For those interested here are the steps:
1 - Get some sash cord. I used #24 braided nylon cord, it's the same size as the cord used by Andersen
2 - Go to: http://www.andersenwindows.com/common/pdf/0002051.pdf
and follow the instructions for removing the windows. You really have to pull on the plastic inserts on the left side of the window to get them out but they do come out. Don't be afraid to bend them, they won't break. Be sure to remove and tie off whatever sash cords you still have to something solid, otherwise they will spring loose with a snap as they slide out of the window lift point. They won't go anywhere but you won't want to be in the way.
3 - Remove the two top screws holding the top plastic insert and pull down. I could not get mine completely off but I did manage to pull it forward and down enough to get at the spring boxes in the top sill.
4 - Remove the two spring boxes. Each one is held in place by a single staple. Remove the staple and the box will come free (well, almost - on one side I had to pry it out - I found out later it was hung up on a protruding nailhead)

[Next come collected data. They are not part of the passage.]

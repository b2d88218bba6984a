//! Release-name scrubbing.
//!
//! Takes a noisy torrent/release title ("Movie.Title.2011.BluRay.1080p.
//! x264-GROUP") and reduces it to the words that identify the work
//! ("movie title 2011"). The same routine, with `extended` off, is used
//! to put candidate titles from a catalog into comparable form.

use unicode_normalization::UnicodeNormalization;

use crate::noise::{NOISE_RULES, USELESS_WORDS};

/// Words shorter than this are dropped unless they carry a digit.
const MIN_WORD_LEN: usize = 2;

/// Scrub a title down to its identifying words.
///
/// The stages, in order:
/// 1. extended only: run the noise-rule table (see `noise`), each rule
///    feeding the next;
/// 2. NFKC fold, then replace every non-alphanumeric character with a
///    space;
/// 3. collapse whitespace runs, trim, lowercase;
/// 4. drop words below [`MIN_WORD_LEN`] that contain no digit, and, in
///    extended mode, members of the useless-word set.
///
/// The result is words joined by single spaces, possibly empty.
pub fn normalize(text: &str, extended: bool) -> String {
    let mut text = text.to_owned();
    if extended {
        for rule in NOISE_RULES.iter() {
            text = rule.apply(&text);
        }
    }

    let stripped: String = text
        .nfkc()
        .map(|c| if c.is_alphanumeric() { c } else { ' ' })
        .collect();

    let collapsed = stripped
        .split_whitespace()
        .collect::<Vec<_>>()
        .join(" ")
        .to_lowercase();

    collapsed
        .split(' ')
        .filter(|word| keep_word(word, extended))
        .collect::<Vec<_>>()
        .join(" ")
}

fn keep_word(word: &str, extended: bool) -> bool {
    if word.chars().count() < MIN_WORD_LEN {
        return word.chars().any(char::is_numeric);
    }
    !(extended && USELESS_WORDS.contains(word))
}
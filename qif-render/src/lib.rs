use qif_core::*;
use std::{io, io::Write};
use thiserror::Error;


/// Writes QIF text with the date layout of its dialect.
#[derive(Clone, Eq, PartialEq, Default, Debug)]
pub struct BasicRenderer {
    dialect: Dialect,
}

impl BasicRenderer {
    pub fn new(dialect: Dialect) -> Self {
        BasicRenderer { dialect }
    }
}

/// Renders a whole file with the dialect it was built for.
pub fn render<W: Write>(w: &mut W, file: &QifFile) -> Result<(), BasicRendererError> {
    BasicRenderer::new(file.dialect().clone()).render(file, w)
}

#[derive(Error, Debug)]
pub enum BasicRendererError {
    #[error("an io error occurred")]
    Io(#[from] io::Error),
}

pub trait Renderer<T, W: Write> {
    type Error;
    fn render(&self, renderable: T, write: &mut W) -> Result<(), Self::Error>;
}

const END_OF_RECORD: &str = "^";

/// File layout: the account list, classes, the category tree, securities,
/// one section per account ledger and finally the price list.
impl<'a, W: Write> Renderer<&'a QifFile, W> for BasicRenderer {
    type Error = BasicRendererError;
    fn render(&self, file: &'a QifFile, write: &mut W) -> Result<(), Self::Error> {
        writeln!(write, "!Option:AutoSwitch")?;
        writeln!(write, "!Account")?;
        for ledger in file.accounts() {
            self.render(&*ledger.account, write)?;
        }
        writeln!(write, "!Clear:AutoSwitch")?;

        if file.classes().next().is_some() {
            writeln!(write, "!Type:Class")?;
            for class in file.classes() {
                self.render(&**class, write)?;
            }
        }

        if file.categories().next().is_some() {
            writeln!(write, "!Type:Cat")?;
            for group in file.parent_categories() {
                self.render(group, write)?;
            }
        }

        if file.securities().next().is_some() {
            writeln!(write, "!Type:Security")?;
            for prices in file.securities() {
                self.render(&*prices.security, write)?;
            }
        }

        for ledger in file.accounts().filter(|ledger| !ledger.events.is_empty()) {
            self.render(ledger, write)?;
        }

        if file.has_prices() {
            writeln!(write, "!Type:Prices")?;
            for prices in file.securities() {
                self.render(prices, write)?;
            }
        }
        Ok(())
    }
}

impl<'a, W: Write> Renderer<&'a QifAccountEvents, W> for BasicRenderer {
    type Error = BasicRendererError;
    fn render(&self, ledger: &'a QifAccountEvents, write: &mut W) -> Result<(), Self::Error> {
        writeln!(write, "!Account")?;
        self.render(&*ledger.account, write)?;
        writeln!(write, "!Type:{}", ledger.account.ty)?;
        for entry in &ledger.events {
            self.render(entry, write)?;
        }
        Ok(())
    }
}

impl<'a, W: Write> Renderer<&'a QifLedgerEntry, W> for BasicRenderer {
    type Error = BasicRendererError;
    fn render(&self, entry: &'a QifLedgerEntry, write: &mut W) -> Result<(), Self::Error> {
        match entry {
            QifLedgerEntry::Cash(event) => self.render(event, write),
            QifLedgerEntry::Investment(event) => self.render(event, write),
        }
    }
}

impl<'a, K: LineKind, W: Write> Renderer<&'a Record<K>, W> for BasicRenderer {
    type Error = BasicRendererError;
    fn render(&self, record: &'a Record<K>, write: &mut W) -> Result<(), Self::Error> {
        render_lines(self, write, record.lines())?;
        for split in record.splits() {
            render_lines(self, write, split.lines())?;
        }
        writeln!(write, "{}", END_OF_RECORD)?;
        Ok(())
    }
}

fn render_lines<K: LineKind, W: Write>(
    renderer: &BasicRenderer,
    w: &mut W,
    lines: &[Line<K>],
) -> Result<(), BasicRendererError> {
    for line in lines {
        writeln!(w, "{}", line.render(&renderer.dialect))?;
    }
    Ok(())
}

impl<'a, W: Write> Renderer<&'a QifAccount, W> for BasicRenderer {
    type Error = BasicRendererError;
    fn render(&self, account: &'a QifAccount, write: &mut W) -> Result<(), Self::Error> {
        self.render(&account.to_record(), write)
    }
}

impl<'a, W: Write> Renderer<&'a QifClass, W> for BasicRenderer {
    type Error = BasicRendererError;
    fn render(&self, class: &'a QifClass, write: &mut W) -> Result<(), Self::Error> {
        self.render(&class.to_record(), write)
    }
}

impl<'a, W: Write> Renderer<&'a QifCategory, W> for BasicRenderer {
    type Error = BasicRendererError;
    fn render(&self, category: &'a QifCategory, write: &mut W) -> Result<(), Self::Error> {
        self.render(&category.to_record(), write)
    }
}

impl<'a, W: Write> Renderer<&'a QifParentCategory, W> for BasicRenderer {
    type Error = BasicRendererError;
    fn render(&self, group: &'a QifParentCategory, write: &mut W) -> Result<(), Self::Error> {
        self.render(&*group.category, write)?;
        for child in &group.children {
            self.render(&**child, write)?;
        }
        Ok(())
    }
}

impl<'a, W: Write> Renderer<&'a QifSecurity, W> for BasicRenderer {
    type Error = BasicRendererError;
    fn render(&self, security: &'a QifSecurity, write: &mut W) -> Result<(), Self::Error> {
        self.render(&security.to_record(), write)
    }
}

impl<'a, W: Write> Renderer<&'a QifSecurityPrices, W> for BasicRenderer {
    type Error = BasicRendererError;
    fn render(&self, prices: &'a QifSecurityPrices, write: &mut W) -> Result<(), Self::Error> {
        for price in &prices.prices {
            writeln!(
                write,
                "{}",
                price.render(&prices.security.symbol, &self.dialect.date_format)
            )?;
            writeln!(write, "{}", END_OF_RECORD)?;
        }
        Ok(())
    }
}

5 - Here you have a choice. You can either buy spring box kits from your local hardward outlet (Home Depot) or take the spring box apart and restring it. I did the latter. They require a little prying and then they finally come apart with a pop. They are held together by the two posts supporting the springs. On one side the posts are wedged. If you "unwedge" them with a pair of pliers, they come apart more easily. On the other side, the posts are firmly attached so the springs won't pop off accidently.
6 - Restringing is a little tricky since you're dealing with a pretty powerful spring but it can be done if you're careful. Measure the length of the old cords (mine were 33 inches for the bottom sash) and affix one end to the spring spool with a knot and work it into the slot. The other end goes through the outlet of the spring box and then to the white plastic slug with a hole through it. Thread it through the hole and then tie a knot. The knot is bigger than the hole and will keep it from slipping out.
7 - The real tricky part is loading the spring. I used a bench vice to hold the plastic slug, vice grips to hold the spring between pulls and wrapped the string around the spring spool, pulled it out, clamped the spool (so it wouldn't unwind), rewrapped the string around the spool and pulled a second time, rewrapped again and was done. Pull the cord out all the way to be sure you haven't overdone things since you need enough cord for the window to full descend.
I then put everything back together in reverse order and the winddow works fine. Now just 10 more windows to go, ugh!!